Visual C++ - Advanced.


----------



## Direct Current (Apr 8, 2005)

:smile:So what I really nead is the MS VB program to work with VB, Yes? 

I did a little search and found a tutorial VB "www.vbtutor.net" that seem to explain a lot about VB. Thanks a bunch you have been a big help. :smile:

MattBro, I have been trying to understand what you said for some time, The last time I tried programming was back in the days of Keypunch. Now I have time to catch up with the world and study the new stuff, been trying to find a graph that explain where to start and where to go like you said 
Visual BASIC - Beginners.
Visual C# - Intermediate.
Visual C++ - Advanced. 
It would be great to have something showing where to start and what would I need to lead me to X programing. Example If I wanted to learn Html, what would be the pre-requesit to learning html or javascrib or webpage building or building a forum on a webpage. 
Anyway you guys have help me out greatly, thanks God Bless


----------



## Snoopdogie187 (Jun 27, 2002)

yes you would need MS VB, not sure if another company makes VB though, so for now MS


----------



## MattBro (Nov 11, 2006)

> So what I really nead is the MS VB program to work with VB, Yes?
> 
> I did a little search and found a tutorial VB "www.vbtutor.net" that seem to explain a lot about VB. Thanks a bunch you have been a big help.
> 
> ...


Unfortunately I don't believe there is really any step-by-step guide to becomming a programmer. Personally, I started with Java (at the age of 12), and it confused the hell out of me. After a few months, I moved straight to C++ and haven't looked back since. After I had a grasp of C++, many other languages came easy. But ofcourse, this is just me, I find I prefer having a lean and mean view of how the computer works (not silly built-in language anaologies like you'd find in Java, or VB). Looking back, I think I would've been better starting off with assembly, and then again, that would probably have caused me to lose interest because it's very hard to accomplish even the most simplest of task's in Asm. Even VB though, these anologies it promotes help the novice understand things better.

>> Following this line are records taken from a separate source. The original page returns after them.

//! A stochastic agent-based model of herd immunity
//!
//! The model follows a fixed population through discrete time steps while a
//! single pathogen spreads through it. Each step every infected, living person
//! makes a fixed number of random contacts with other living people; contacts
//! with unvaccinated, uninfected people may transmit the pathogen. At the end of
//! the step everyone who was infected at the start of it either dies or
//! recovers, and the contacts that transmitted become the next step's infected.
//! The run ends when nobody is infected or everyone is dead.
//!
//! The central object is the [`Simulation`], which owns the population and
//! drives the process. Supporting modules provide:
//! * [`Virus`] and [`Person`], the data the simulation works on
//! * [`Parameters`], the validated startup configuration
//! * [`RandomSource`], the explicitly seeded randomness every draw goes through
//! * [`SimulationObserver`], through which the simulation reports what happens,
//!   with a logging observer and a CSV report observer built in
//! * [`runner`], the command line entry point
pub mod error;
pub mod log;
pub mod observer;
pub mod parameters;
pub mod person;
pub mod random;
pub mod report;
pub mod runner;
pub mod simulation;
pub mod virus;

pub use error::HerdError;
pub use observer::{LogObserver, SimulationObserver, StepSummary};
pub use parameters::{load_parameters, Parameters};
pub use person::{HealthState, Person, PersonId};
pub use random::{RandomSource, SeededRng};
pub use report::ReportObserver;
pub use simulation::{InteractionOutcome, Simulation, CONTACTS_PER_STEP};
pub use virus::Virus;

// Re-exports for users of the library
pub use crate::log::{debug, error, info, trace, warn};
pub use rand;
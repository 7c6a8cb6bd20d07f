use std::path::{Path, PathBuf};
use std::str::FromStr;

use clap::{ArgAction, Parser};

use crate::error::HerdError;
use crate::log::{set_log_level, set_module_filters, LevelFilter};
use crate::observer::LogObserver;
use crate::parameters::{load_parameters, Parameters};
use crate::random::SeededRng;
use crate::report::ReportObserver;
use crate::simulation::Simulation;

/// Default random seed, so that runs are reproducible unless asked otherwise.
pub const DEFAULT_SEED: u64 = 42;

/// Simulates the spread of a virus through a partially vaccinated population
#[derive(Parser, Debug)]
#[command(name = "herd_immunity", version)]
pub struct BaseArgs {
    /// Number of people in the population
    #[arg(required_unless_present = "config")]
    pub population_size: Option<usize>,

    /// Probability that each initially healthy person is vaccinated, in [0, 1]
    #[arg(required_unless_present = "config")]
    pub vacc_percentage: Option<f64>,

    /// Name of the virus
    #[arg(required_unless_present = "config")]
    pub virus_name: Option<String>,

    /// Probability that an infection ends in death, in [0, 1]
    #[arg(required_unless_present = "config")]
    pub mortality_rate: Option<f64>,

    /// Probability that a contact with a susceptible person transmits, in [0, 1]
    #[arg(required_unless_present = "config")]
    pub repro_rate: Option<f64>,

    /// Number of people infected at the start
    #[arg(default_value = "1")]
    pub initial_infected: usize,

    /// Random seed
    #[arg(short, long, default_value_t = DEFAULT_SEED)]
    pub random_seed: u64,

    /// Optional path to a JSON parameters file, used instead of the positional parameters
    #[arg(short, long, conflicts_with = "population_size")]
    pub config: Option<PathBuf>,

    /// Optional directory for CSV reports
    #[arg(short, long)]
    pub output_dir: Option<PathBuf>,

    /// Omit the per-contact report
    #[arg(long, requires = "output_dir")]
    pub no_interaction_report: bool,

    /// Stop after this many steps even if people are still infected
    #[arg(long)]
    pub max_steps: Option<usize>,

    /// Enable logging, either a level ("info") or per-module levels
    /// ("herd_immunity::simulation=trace,info")
    #[arg(long)]
    pub log_level: Option<String>,

    /// Increase logging verbosity (-v info, -vv debug, -vvv trace)
    #[arg(short, long, action = ArgAction::Count)]
    pub verbose: u8,
}

impl BaseArgs {
    /// Collects the simulation parameters from the config file or the positional arguments.
    ///
    /// # Errors
    ///
    /// Returns an error if the config file cannot be loaded or a positional argument is missing.
    pub fn parameters(&self) -> Result<Parameters, HerdError> {
        let mut parameters = match &self.config {
            Some(path) => {
                eprintln!("Loading parameters from: {}", path.display());
                load_parameters(path)?
            }
            None => Parameters::new(
                require(self.population_size, "population_size")?,
                require(self.vacc_percentage, "vacc_percentage")?,
                require(self.virus_name.clone(), "virus_name")?,
                require(self.mortality_rate, "mortality_rate")?,
                require(self.repro_rate, "repro_rate")?,
                self.initial_infected,
            ),
        };
        if self.max_steps.is_some() {
            parameters.max_steps = self.max_steps;
        }
        Ok(parameters)
    }
}

fn require<T>(value: Option<T>, name: &str) -> Result<T, HerdError> {
    value.ok_or_else(|| HerdError::InvalidParameter(format!("missing {name}")))
}

/// Parses a `--log-level` value into a global level and per-module levels.
fn parse_log_levels(
    log_level: &str,
) -> Result<(Option<LevelFilter>, Vec<(String, LevelFilter)>), HerdError> {
    let mut global = None;
    let mut modules = Vec::new();
    for directive in log_level.split(',').map(str::trim).filter(|d| !d.is_empty()) {
        let invalid = || HerdError::InvalidParameter(format!("invalid log level: {directive}"));
        match directive.split_once('=') {
            Some((module, level)) => {
                let level = LevelFilter::from_str(level).map_err(|_| invalid())?;
                modules.push((module.to_string(), level));
            }
            None => global = Some(LevelFilter::from_str(directive).map_err(|_| invalid())?),
        }
    }
    Ok((global, modules))
}

fn verbosity_level(verbose: u8) -> LevelFilter {
    match verbose {
        0 => LevelFilter::Off,
        1 => LevelFilter::Info,
        2 => LevelFilter::Debug,
        _ => LevelFilter::Trace,
    }
}

fn configure_logging(args: &BaseArgs) -> Result<(), HerdError> {
    let mut global = verbosity_level(args.verbose);
    if let Some(log_level) = &args.log_level {
        let (level, modules) = parse_log_levels(log_level)?;
        if let Some(level) = level {
            global = global.max(level);
        }
        let filters: Vec<(&str, LevelFilter)> = modules
            .iter()
            .map(|(module, level)| (module.as_str(), *level))
            .collect();
        set_module_filters(&filters);
        for (module, level) in &modules {
            eprintln!("Logging enabled for {module} at level {level}");
        }
    }
    if global != LevelFilter::Off {
        set_log_level(global);
    }
    Ok(())
}

/// Builds a simulation from `args`, runs it, and returns the number of steps executed.
///
/// # Errors
///
/// Returns an error if logging, the parameters, or the report directory cannot be set up.
pub fn run_with_args(args: &BaseArgs) -> Result<usize, HerdError> {
    configure_logging(args)?;
    let parameters = args.parameters()?;

    let rng = SeededRng::from_base_seed(args.random_seed, "simulation");
    let mut simulation = Simulation::new(parameters, rng)?;
    simulation.add_observer(Box::new(LogObserver));
    if let Some(output_dir) = &args.output_dir {
        simulation.add_observer(Box::new(report_observer(
            output_dir,
            simulation.parameters(),
            args.no_interaction_report,
        )?));
    }
    Ok(simulation.run())
}

fn report_observer(
    output_dir: &Path,
    parameters: &Parameters,
    no_interaction_report: bool,
) -> Result<ReportObserver, HerdError> {
    let observer = ReportObserver::new(output_dir, parameters)?;
    Ok(if no_interaction_report {
        observer.without_interactions()
    } else {
        observer
    })
}
//! Seeded randomness for the model.
//!
//! Every random decision the simulation makes goes through a [`RandomSource`], which is
//! handed to [`Simulation::new`](crate::Simulation::new) explicitly. A run is therefore fully
//! determined by its parameters and its seed.
//!
//! [`SeededRng`] is the production source. Independent streams are derived from one base seed
//! by name, so two streams seeded from the same base never share a sequence:
//!
//! ```rust
//! use herd_immunity::{RandomSource, SeededRng};
//!
//! let mut contacts = SeededRng::from_base_seed(42, "contacts");
//! let index = contacts.next_index(10);
//! assert!(index < 10);
//! ```
use log::trace;
use rand::rngs::SmallRng;
use rand::{Rng, SeedableRng};
use xxhash_rust::xxh3::xxh3_64;

/// The draws the simulation needs. Implementations must be deterministic for a given seed.
pub trait RandomSource {
    /// A uniform value in `[0, 1)`.
    fn next_unit(&mut self) -> f64;

    /// A uniform index in `0..len`. Panics if `len` is zero.
    fn next_index(&mut self, len: usize) -> usize;

    /// `true` with probability `p`, decided by `next_unit() < p`.
    fn next_bool(&mut self, p: f64) -> bool {
        self.next_unit() < p
    }
}

fn hash_str(data: &str) -> u64 {
    xxh3_64(data.as_bytes())
}

/// A [`RandomSource`] backed by `SmallRng`.
#[derive(Clone, Debug)]
pub struct SeededRng {
    rng: SmallRng,
}

impl SeededRng {
    pub fn seed_from_u64(seed: u64) -> Self {
        SeededRng {
            rng: SmallRng::seed_from_u64(seed),
        }
    }

    /// Derives the stream called `name` from `base_seed`.
    pub fn from_base_seed(base_seed: u64, name: &str) -> Self {
        trace!("creating new RNG (seed={}) for stream {}", base_seed, name);
        Self::seed_from_u64(base_seed.wrapping_add(hash_str(name)))
    }
}

impl RandomSource for SeededRng {
    fn next_unit(&mut self) -> f64 {
        self.rng.random::<f64>()
    }

    fn next_index(&mut self, len: usize) -> usize {
        assert!(len > 0, "cannot sample an index from an empty range");
        // Sampling over `u32` is noticeably faster than over `usize`.
        match u32::try_from(len) {
            Ok(len) => self.rng.random_range(0..len) as usize,
            Err(_) => self.rng.random_range(0..len),
        }
    }
}
use std::fmt::{self, Display};
use std::rc::Rc;

use serde::{Deserialize, Serialize};

use crate::random::RandomSource;
use crate::virus::Virus;

/// Identifies a person. Ids are handed out sequentially from zero and equal the person's index
/// in the simulation's population.
#[derive(Copy, Clone, Eq, PartialEq, Ord, PartialOrd, Hash, Debug, Serialize, Deserialize)]
#[serde(transparent)]
pub struct PersonId(pub usize);

impl Display for PersonId {
    fn fmt(&self, f: &mut fmt::Formatter) -> fmt::Result {
        write!(f, "{}", self.0)
    }
}

/// Where a person is in the course of the disease.
///
/// `Susceptible -> Infected -> {Dead | Immune}`. An immune person can be infected again; the
/// `immune` flag on `Infected` keeps track of that.
#[derive(Clone, Debug, PartialEq)]
pub enum HealthState {
    Susceptible,
    Infected { virus: Rc<Virus>, immune: bool },
    Immune,
    Dead,
}

#[derive(Clone, Debug)]
pub struct Person {
    id: PersonId,
    is_vaccinated: bool,
    state: HealthState,
    // Set by a transmitting contact, cleared when the infection is committed.
    pending_infection: bool,
}

impl Person {
    pub fn new(id: PersonId, is_vaccinated: bool, infection: Option<Rc<Virus>>) -> Self {
        let state = match infection {
            Some(virus) => HealthState::Infected {
                virus,
                immune: false,
            },
            None => HealthState::Susceptible,
        };
        Person {
            id,
            is_vaccinated,
            state,
            pending_infection: false,
        }
    }

    pub fn id(&self) -> PersonId {
        self.id
    }

    pub fn is_vaccinated(&self) -> bool {
        self.is_vaccinated
    }

    pub fn state(&self) -> &HealthState {
        &self.state
    }

    pub fn is_alive(&self) -> bool {
        self.state != HealthState::Dead
    }

    /// True once the person has survived an infection, including while re-infected.
    pub fn is_immune(&self) -> bool {
        matches!(
            self.state,
            HealthState::Immune | HealthState::Infected { immune: true, .. }
        )
    }

    /// The virus this person currently carries, if any.
    pub fn infection(&self) -> Option<&Rc<Virus>> {
        match &self.state {
            HealthState::Infected { virus, .. } => Some(virus),
            _ => None,
        }
    }

    pub fn is_infected(&self) -> bool {
        self.infection().is_some()
    }

    pub fn is_pending_infection(&self) -> bool {
        self.pending_infection
    }

    /// Marks the person to be infected when the current step is committed.
    pub(crate) fn mark_pending_infection(&mut self) {
        self.pending_infection = true;
    }

    /// Starts an infection with `virus` and clears the pending marker.
    ///
    /// # Panics
    ///
    /// Panics if the person is dead.
    pub fn infect(&mut self, virus: Rc<Virus>) {
        assert!(self.is_alive(), "cannot infect dead person {}", self.id);
        let immune = self.is_immune();
        self.state = HealthState::Infected { virus, immune };
        self.pending_infection = false;
    }

    /// Decides whether the person survives their current infection.
    ///
    /// A draw below the virus's mortality rate kills; anything else (including a draw exactly
    /// equal to it) leaves the person alive, immune and no longer infected. Returns whether the
    /// person survived.
    ///
    /// # Panics
    ///
    /// Panics if the person is not alive and infected.
    pub fn resolve_survival(&mut self, rng: &mut impl RandomSource) -> bool {
        let Some(virus) = self.infection() else {
            panic!("person {} is not infected: {:?}", self.id, self.state);
        };
        let survived = rng.next_unit() >= virus.mortality_rate();
        self.state = if survived {
            HealthState::Immune
        } else {
            HealthState::Dead
        };
        survived
    }
}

So, there really are many conflicting ways to go about learning how to program, and I feel it's a personal choice of how someone wishes to go about it.

Almost all other programmers I know started with VB, so if anything I would suggest just that, then once you get a feel of how to go about things, how things get done, maybe migrate to C++.

Or, you could start with C (not C++), since although it's down and dirty (so to speak) there are minimal concepts you must understand, since it's a procedural language, you'll simply deal with: variables and functions. Or, "data, and the operations that manipulate it"


----------



## Snoopdogie187 (Jun 27, 2002)

A really easy language is True Basic, but it will give very basic concepts. The only bad thing with starting with True Basic is that it is so basic that you do not deal with anything really and do no get figure out as much as there is in other languages. 

But i found starting simple with C++ was really easy way to get the basics down, then move to VB where it just added more to what you have to know to be a programmer.


----------



## Direct Current (Apr 8, 2005)

Humm...... I think you both maybe right. I looked over some VB books tonight at Books-A-Million then put them back. think I am going to try downloading MS VB 2005, it is free to try out and use my turtorial Website and see where it goes. I have an old Bloonean C++ compiler so I might pull it out and get back into it. Maybe between the two I can kick start this programming stuff. Again thanks for the info guys. 

Look me up if you ever get on the offline doctors thread.:grin:


----------



## Direct Current (Apr 8, 2005)

Snoopdogie187/MattBro--->Is there a Doctor in the house???? I needs some good advice before my leg remotely runs off and does the river dance:grin:

Hope you guys are still working this thread. I have been trying to download the free VB MS 2005 Express Edition to doddle with it, but I have to use flashget to download or netzero drop me out. Can't seem to figure out how to get flashget to download it. Do you two know anything here about it?
God Bless Dcray::wave::smiler would that be HIJacking the thread?


----------



## Snoopdogie187 (Jun 27, 2002)

Hi, sorry, i would download it and see how it works out, but i need a few weeks before i get a computer. 
But can you just download it like any other thing you would download online. I have never heard of flashget before so i can not help you with that.

Sorry i do not know a lot (compared to some people here) about computers. I am just a person who picked up computers really well from playing with them, so most of what i know is all from this site over the five years. and particular in the being i was only like 14 or 15 when i first came here i probably did not learn that much.


----------



## Direct Current (Apr 8, 2005)

HijackThat is quick all right Snoopdogie187, I am 55, use to be a field service eng. with several computer companies but in the days when computers look like houses and programming was typing out IBM keypunch cards by the 1ooo's. You be supprized how many onions(Young people have taught me all over again). We are all the same age in virtual world, but you don't know until you ask and there is no such thing as a dum questions just unanswered one's to quote a top NASA scientist. You have a very Bless day my friend :smile: UnHijack


----------



## Direct Current (Apr 8, 2005)

Hay Snoopdogie187, I hay forgot to tell you in my hast. ............
"flashget"-- is a program that assist in downloads. When you have a slow download speed and you internet server drops you out because of a time limit. You then have to try again to download the info. With flashget, it speeds up the download, help hold the server open to the DN(download) keeping it from droping out and if it does, Flashget can pickup from where it left off when you dial the site back up, getting the rest of the DN. Take care.


----------



## Snoopdogie187 (Jun 27, 2002)

You do have a point that we are pretty much all the same age with computers, they change too fast sometimes. 

And thank you for explaining what flashget is. I might get it for the summers when i am home since i still have dial up there.


----------